India bars Bangladeshi goods via land ports in Northeastern states

India has imposed new restrictions on the import of several Bangladeshi goods through its northeastern land ports, significantly affecting trade just weeks after Bangladesh banned yarn imports via land routes.
According to a notification issued on 17 May by India’s Directorate General of Foreign Trade (DGFT), at least seven categories of Bangladeshi products—including ready-made garments, fruits, processed foods, plastic goods, and wooden furniture—are now barred from entering India through any Land Customs Stations (LCS) or Integrated Check Posts (ICP) in Assam, Meghalaya, Tripura, and Mizoram.

The circular states that Bangladeshi ready-made garments can now only be imported via Kolkata and Nhava Sheva (Mumbai) seaports, effectively shutting off land access for the largest export category. However, the new restrictions will not apply to Bangladeshi goods transiting through India en route to Nepal or Bhutan.
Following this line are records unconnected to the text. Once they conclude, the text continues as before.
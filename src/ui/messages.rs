use std::fmt;

/// ANSI colors
const RESET: &str = "\x1b[0m";
const BOLD: &str = "\x1b[1m";

const FG_BLUE: &str = "\x1b[34m";
const FG_GREEN: &str = "\x1b[32m";
const FG_YELLOW: &str = "\x1b[33m";
const FG_RED: &str = "\x1b[31m";

/// Icons
const ICON_INFO: &str = "ℹ️";
const ICON_OK: &str = "✅";
const ICON_WARN: &str = "⚠️";
const ICON_ERR: &str = "❌";

#[derive(Debug, Clone, Copy, PartialEq, Eq)]
pub enum Level {
    Info,
    Success,
    Warning,
    Error,
}

/// One formatted message line (no trailing newline).
pub fn line<T: fmt::Display>(level: Level, msg: T) -> String {
    let (color, icon) = match level {
        Level::Info => (FG_BLUE, ICON_INFO),
        Level::Success => (FG_GREEN, ICON_OK),
        Level::Warning => (FG_YELLOW, ICON_WARN),
        Level::Error => (FG_RED, ICON_ERR),
    };
    format!("{}{}{} {}{}", color, BOLD, icon, RESET, msg)
}

pub fn info<T: fmt::Display>(msg: T) {
    println!("{}", line(Level::Info, msg));
}

pub fn success<T: fmt::Display>(msg: T) {
    println!("{}", line(Level::Success, msg));
}

pub fn warning<T: fmt::Display>(msg: T) {
    println!("{}", line(Level::Warning, msg));
}

pub fn error<T: fmt::Display>(msg: T) {
    eprintln!("{}", line(Level::Error, msg));
}

/// Optional: formatted section header
pub fn header<T: fmt::Display>(msg: T) -> String {
    format!("{}{}====================== {}{}\n", FG_BLUE, BOLD, msg, RESET)
}
//! Unified application error type.
//! All modules (store, core, cli, tui) return AppError to keep the error
//! handling consistent and easy to manage.

use std::io;
use thiserror::Error;

#[derive(Error, Debug)]
pub enum AppError {
    // ---------------------------
    // IO
    // ---------------------------
    #[error("I/O error: {0}")]
    Io(#[from] io::Error),

    // ---------------------------
    // Storage
    // ---------------------------
    #[error("Storage error: {0}")]
    Storage(#[from] serde_json::Error),

    // ---------------------------
    // Parsing errors
    // ---------------------------
    #[error("Invalid timestamp '{0}' (expected YYYY-MM-DD HH:MM:SS)")]
    InvalidTimestamp(String),

    #[error("Invalid time range: end {end} is before start {start}")]
    InvalidRange { start: String, end: String },

    // ---------------------------
    // Timer errors
    // ---------------------------
    #[error("A timer is already running for task '{0}'. Stop it first.")]
    TimerAlreadyRunning(String),

    #[error("Timer not started!")]
    TimerNotRunning,

    #[error("Please enter both task and category.")]
    MissingTaskOrCategory,

    // ---------------------------
    // Config errors
    // ---------------------------
    #[error("Configuration error: {0}")]
    Config(String),

    // ---------------------------
    // Export errors
    // ---------------------------
    #[error("Export error: {0}")]
    Export(String),

    // ---------------------------
    // Generic fallback
    // ---------------------------
    #[error("Internal error: {0}")]
    Other(String),
}

pub type AppResult<T> = Result<T, AppError>;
In addition to garments, the restriction also applies to several other categories of goods. These include fruits and fruit-flavoured beverages, including carbonated drinks, as well as processed food products. Cotton and cotton yarn waste are also part of the banned list, along with finished plastic and PVC goods. Wooden furniture from Bangladesh has likewise been barred from entering India through land customs stations or Integrated Check Posts in the northeastern states.

A Reciprocal Response?
Though the DGFT notification does not explicitly link the move to Bangladesh’s recent yarn import ban, many in the business community view it as a retaliatory step.
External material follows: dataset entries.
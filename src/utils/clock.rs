use chrono::{Local, NaiveDateTime};

/// Source of "now" for the timer, so tests can control elapsed time.
pub trait Clock {
    fn now(&self) -> NaiveDateTime;
}

/// Local wall-clock time.
#[derive(Debug, Default, Clone, Copy)]
pub struct SystemClock;

impl Clock for SystemClock {
    fn now(&self) -> NaiveDateTime {
        Local::now().naive_local()
    }
}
“This appears to be a reciprocal reaction to our restriction on yarn imports through land ports,” said Shams Mahmud, a prominent garment exporter. “For small exporters, this will mean higher costs and slower delivery times.”
He added that since Bangladesh hasn’t blocked Indian imports via sea, India is also unlikely to impose seaport restrictions, which somewhat cushions the blow.
Bangladesh’s yarn import ban, which took effect on 15 April, followed lobbying by the Bangladesh Textile Mills Association. The group claimed yarn was being under-invoiced at land ports, harming domestic manufacturers. While local spinners welcomed the ban, garment exporters opposed it, warning it could raise production costs.
Broader Trade Concerns
India’s new restrictions are expected to disrupt various sectors beyond garments. Kamruzzaman Kamal, Director at Pran-RFL Group, said the company exports a wide range of products to India—including processed foods, plastic goods, and furniture—and the restrictions could deal a heavy blow to their operations.
“We’ve invested significantly in the Indian market. If these barriers stay, it will hurt not only us but other Bangladeshi exporters as well,” he said, urging both governments to resolve the issue through dialogue.
Mohammad Hatem, President of the Bangladesh Knitwear Manufacturers and Exporters Association (BKMEA), said garment exports may remain stable due to continued access via seaports, but warned that processed foods and other items could suffer.
“Trade wars hurt both sides,” he said. “But since Bangladesh imports much more from India, India stands to lose more in the long term.”
Trade Imbalance and the Road Ahead
According to Bangladesh Bank, Bangladesh imported about $9 billion worth of goods from India in FY24, while exports to India totaled only $1.56 billion. National Board of Revenue officials also noted that the majority of yarn imports from India—around 75%—already come through seaports, potentially minimizing the immediate impact of the restrictions.
Nonetheless, business leaders on both sides agree that resolving the issue diplomatically is in everyone’s best interest.
“Bilateral trade relations should not be disrupted by abrupt policy decisions,” Kamal said. “We urge both governments to engage in meaningful discussions to lift these restrictions and keep trade flowing.”